Neurofibromatosis type 2 (NF2) is a hereditary tumor predisposition syndrome caused by mutations in the NF2 tumor suppressor gene. Individuals with NF2 have a higher likelihood to develop multiple nervous system tumors, including schwannomas, meningiomas, and ependymomas. The hallmark of NF2 is bilateral vestibular schwannomas. Historically, most NF2 patients experience complete hearing loss either from tumor progression or after treatment of the tumors with surgery or radiation. Effective treatments are urgently needed for NF2 patients with progressive hearing loss because hearing loss is associated with impairment in social, emotional,and communication function and with increased depression. Previous studies of NF2 patients treated with Erlotinib suggested that inhibition of epidermal growth factor receptor (EGFR) could result in hearing improvement and reduction in tumor size. Much evidence implicates human epidermal growth factor (HER) receptors in vestibular schwannoma growth.Some studies have demonstrated that Merlin, the NF2 gene protein product, controls surface availability of the EGFR, ErbB2, and ErbB3 receptors in human and Drosophila models. Besides, cell culture models of mouse embryo fibroblasts (MEFs) support the role of EGFR in NF2-associated tumorigenesis. Nf2-deficient cells in culture lack contact-dependent inhibition of growth and continue to grow in confluent cultures. This effect appears to be mediated by EGFR signaling. Treatment of Nf2-deficient cells with EGFR inhibitors such as gefitinib can restore contact-dependent inhibition, suggesting that this class of drugs might be useful for NF2 patients with progressive vestibular schwannomas. In this way, Icotinib can inhibit the nutrition of the tumor and decrease the tumor's growth and metastasis. Based on these studies, we perform this clinical trial to known the treatment effect and tolerability of Icotinib on NF2.
Study Type
INTERVENTIONAL
Allocation
NA
Purpose
TREATMENT
Masking
NONE
Enrollment
10
Method of drug administration:oral; Dosage: 125mg/m3/d; Course of treatment: 3 months;Total four treatment courses.

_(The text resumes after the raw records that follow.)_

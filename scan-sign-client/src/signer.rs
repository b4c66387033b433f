//! The QR-backed [`Signer`] and the scan surface that feeds it.

use async_trait::async_trait;
use scan_sign::{
    constants::span_fields::REQUEST_ID,
    infrastructure::logging,
    qr::{compact_length_prefixed, parse_scanned_signature, SignCommand, SignPayload},
    RequestId, SignatureExchange,
};
use std::sync::Arc;
use tracing::{info, instrument, warn};

use crate::{
    chain::{Signer, SignerPayload, SignerResult},
    Result,
};

/// Everything a display surface needs to render the signing request.
#[derive(Clone, Debug, PartialEq, Eq)]
pub struct QrDisplayPayload {
    pub request: SignPayload,
    /// `request`, encoded and split into QR frames.
    pub frames: Vec<Vec<u8>>,
    /// Side length of the rendered code, in pixels.
    pub size: u32,
}

/// Shows signing requests to whoever holds the signing device.
pub trait PayloadDisplay: Send + Sync {
    fn show(&self, payload: &QrDisplayPayload) -> Result<()>;
    fn clear(&self);
}

/// A [`Signer`] that displays the payload as a QR code and waits for the
/// signature to be scanned back in through a [`ScanHandle`].
#[derive(Clone)]
pub struct QrSigner {
    exchange: SignatureExchange,
    display: Arc<dyn PayloadDisplay>,
    qr_size: u32,
}

impl QrSigner {
    pub fn new(exchange: SignatureExchange, display: Arc<dyn PayloadDisplay>, qr_size: u32) -> Self {
        Self {
            exchange,
            display,
            qr_size,
        }
    }
}

impl std::fmt::Debug for QrSigner {
    fn fmt(&self, f: &mut std::fmt::Formatter<'_>) -> std::fmt::Result {
        f.debug_struct("QrSigner")
            .field("exchange", &self.exchange)
            .field("qr_size", &self.qr_size)
            .finish_non_exhaustive()
    }
}

#[async_trait]
impl Signer for QrSigner {
    #[instrument(skip_all, err(Debug))]
    async fn sign_payload(&self, payload: SignerPayload) -> Result<SignerResult> {
        info!(address = %payload.address, nonce = payload.nonce, "(sign)");

        let data = payload.encode();
        let request = SignPayload {
            address: payload.address,
            command: SignCommand::SignTx,
            payload: compact_length_prefixed(&data),
            genesis_hash: payload.genesis_hash,
        };
        let frames = request.frames()?;

        let pending = self.exchange.request_signature(data).await?;
        let display_payload = QrDisplayPayload {
            request,
            frames,
            size: self.qr_size,
        };
        if let Err(e) = self.display.show(&display_payload) {
            // Nobody can scan what was never shown.
            let _ = self.exchange.cancel().await;
            return Err(e);
        }

        // Also clears the display if this future is dropped while waiting.
        let _shown = ShownPayload(self.display.as_ref());
        Ok(pending.await?)
    }
}

/// Clears the display when the wait for a scan ends, however it ends.
struct ShownPayload<'a>(&'a dyn PayloadDisplay);

impl Drop for ShownPayload<'_> {
    fn drop(&mut self) {
        self.0.clear();
    }
}

/// Entry point for scanned signatures.
#[derive(Clone, Debug)]
pub struct ScanHandle {
    exchange: SignatureExchange,
}

impl ScanHandle {
    pub fn new(exchange: SignatureExchange) -> Self {
        Self { exchange }
    }

    /// Hand a scanned signature to whoever is waiting for one.
    ///
    /// `data` is the text decoded from the signature QR. Exchange errors such
    /// as [`scan_sign::ScanSignError::UnexpectedSignature`] are returned to
    /// the scanner as is.
    #[instrument(skip_all, err(Debug), fields(request_id))]
    pub async fn on_scan(&self, id: RequestId, data: &str) -> Result<()> {
        logging::record_field(REQUEST_ID, &id);
        let signature = match parse_scanned_signature(data) {
            Ok(signature) => signature,
            Err(e) => {
                warn!("Ignoring unreadable scan.");
                return Err(e.into());
            }
        };
        self.exchange.submit_signature(id, signature).await?;
        Ok(())
    }
}
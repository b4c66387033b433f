pub mod cancel;
pub mod help;
pub mod quit;
pub mod scan;
pub mod send;
pub mod status;
pub mod wait;

pub use cancel::Cancel;
pub use help::Help;
pub use quit::Quit;
pub use scan::Scan;
pub use send::SendTransfer;
pub use status::Status;
pub use wait::Wait;

use crate::state::State;
use anyhow::{anyhow, bail};
use async_trait::async_trait;
use std::fmt::Debug;
use tracing::{debug, info};

pub type DynCommand = Box<dyn CliCommand>;

#[async_trait]
pub trait CliCommand: Debug {
    /// Execute the command against the shared CLI state.
    async fn execute(self: Box<Self>, state: &mut State) -> Result<(), anyhow::Error>;

    /// Given the proper string arguments to a command, return an instance of
    /// this command.
    fn parse_command_args(args: &[&str]) -> Option<Self>
    where
        Self: Sized;

    /// Expected format for this command such as "scan \[signature hex\]
    /// \[id (Optional)\]". Used for generating help string dynamically.
    fn format() -> &'static str
    where
        Self: Sized;

    fn aliases() -> Vec<&'static str>
    where
        Self: Sized;

    fn description() -> &'static str
    where
        Self: Sized;

    /// Convert a string into a `Box<dyn Command>` suitable for dynamically
    /// dispatching the execute function.
    fn to_dyn(self) -> DynCommand
    where
        Self: Sized + 'static,
    {
        Box::new(self)
    }

    fn from_str(s: &str) -> Result<Self, anyhow::Error>
    where
        Self: Sized,
    {
        let mut split = s.split_whitespace();

        let command = split
            .next()
            .ok_or_else(|| anyhow!("Missing \"command\" part of argument."))?;
        debug!("Looking for match for \"{}\"", command);

        // Check if this command matches any of our aliases. Otherwise return.
        // We do this check here to avoid doing it inside every
        // `CliCommand::parse_command_args` function.
        if !Self::aliases().contains(&command) {
            info!("Valid aliases for this command are: {:?}", Self::aliases());
            bail!("Command does not match any known name or alias.");
        }
        info!("Found valid command: {}", command);

        match Self::parse_command_args(&split.collect::<Vec<_>>()) {
            Some(t) => Ok(t),
            None => bail!("Expected Format: {}", Self::format()),
        }
    }
}

// Iterate through our registered commands and see if any of them can parse this
// command.
pub fn parse_cli_command(input: &str) -> Result<DynCommand, anyhow::Error> {
    let input = input.trim();

    info!("Attempting to parse user input string: {}", input);

    let parsers = get_cmd_functions::<Parse>();
    for cmd_parse in parsers {
        if let Ok(c) = cmd_parse(input) {
            return Ok(c);
        }
    }

    Err(anyhow!("No matching command."))
}

/// Helper type to implement [GetCmdFunction]. This returns the parsing
/// function for all commands and allows the [parse_cli_command] to iterate
/// through these functions.
struct Parse;

impl GetCmdFunction for Parse {
    type FunctionSignature = fn(&str) -> Result<DynCommand, anyhow::Error>;

    fn get_function<T: CliCommand + 'static>() -> Self::FunctionSignature {
        |s| T::from_str(s).map(|c| c.to_dyn())
    }
}

/// This code supports numerous commands which have similar functionality. This
/// common functionality is expressed by the [CliCommand] trait. A common
/// pattern in this code is to get the analogous function for all our commands.
/// For example, the parsing function for each implementor of CliCommand.
///
/// This function allows us to return a vector of functions which implement some
/// functionality.
///
/// The correct function to fetch can be specified via the type parameter by
/// implementing the [GetCmdFunction] trait for your type.
///
/// If you want to add a new command to this CLI please specify your command
/// here! The rest of the code will know how to use it.
pub fn get_cmd_functions<F: GetCmdFunction>() -> Vec<F::FunctionSignature> {
    vec![
        F::get_function::<Cancel>(),
        F::get_function::<Help>(),
        F::get_function::<Quit>(),
        F::get_function::<Scan>(),
        F::get_function::<SendTransfer>(),
        F::get_function::<Status>(),
        F::get_function::<Wait>(),
    ]
}

/// This trait allows us to specify two things:
/// The implementor of this trait, Self.
/// And the T: CliCommand, which is a generic parameter to the
/// [GetCmdFunction::get_function].
///
/// This allows us to map Self -> get_function<T: CliCommand>.
///
/// With this, we can generate a set of functions generic over this T. Then
/// specify this T with all the different types that implement CliCommand.
///
/// This is used to generate a vector of functions that implement some
/// functionality for each type that implements CliCommand. See
/// [get_cmd_functions] for how this is used.
pub trait GetCmdFunction {
    /// The signature of the function this implementor will be returning.
    type FunctionSignature;
    /// Given a specific implementor of CliCommand, T, return the correct
    /// function implementation for that type.
    fn get_function<T: CliCommand + 'static>() -> Self::FunctionSignature;
}
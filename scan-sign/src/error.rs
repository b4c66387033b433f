use std::time::Duration;
use thiserror::Error;

#[derive(Debug, Error)]
pub enum ScanSignError {
    // Exchange errors
    #[error("A signature request is already pending")]
    DoubleRequest,
    #[error("Received a signature but no request is pending")]
    UnexpectedSignature,
    #[error("No signature request is pending")]
    NothingPending,
    #[error("The signature request was abandoned by its requester")]
    RequestAbandoned,
    #[error("No signature was scanned within {0:?}")]
    SignatureTimeout(Duration),
    #[error("The signature request was cancelled")]
    RequestCancelled,

    // Decoding errors
    #[error("Invalid signature: {0}")]
    InvalidSignature(String),
    #[error("Invalid address: {0}")]
    InvalidAddress(String),
    #[error("Payload of {0} bytes does not fit in the QR frame limit")]
    PayloadTooLarge(usize),

    // Wrapped errors
    #[error(transparent)]
    Toml(#[from] toml::de::Error),
}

Beijing Tiantan Hospital Affiliated to Capital Medical University
Beijing, Beijing Municipality, China
Beijing Tiantan Hospital Affiliated to Capital Medical University
Beijing, China
Change from Baseline in volume of tumour after every course of the treatment
Patients in this clinical trial would receive MRI test to evaluate the volume of tumour after every course of the treatment.
Time frame: Baseline,Month 3,Month 6,Month 9,Month 12
Change from Baseline in hearing ability after every course of the treatment
Patients' hearing ability would be tested after every course of the treatment.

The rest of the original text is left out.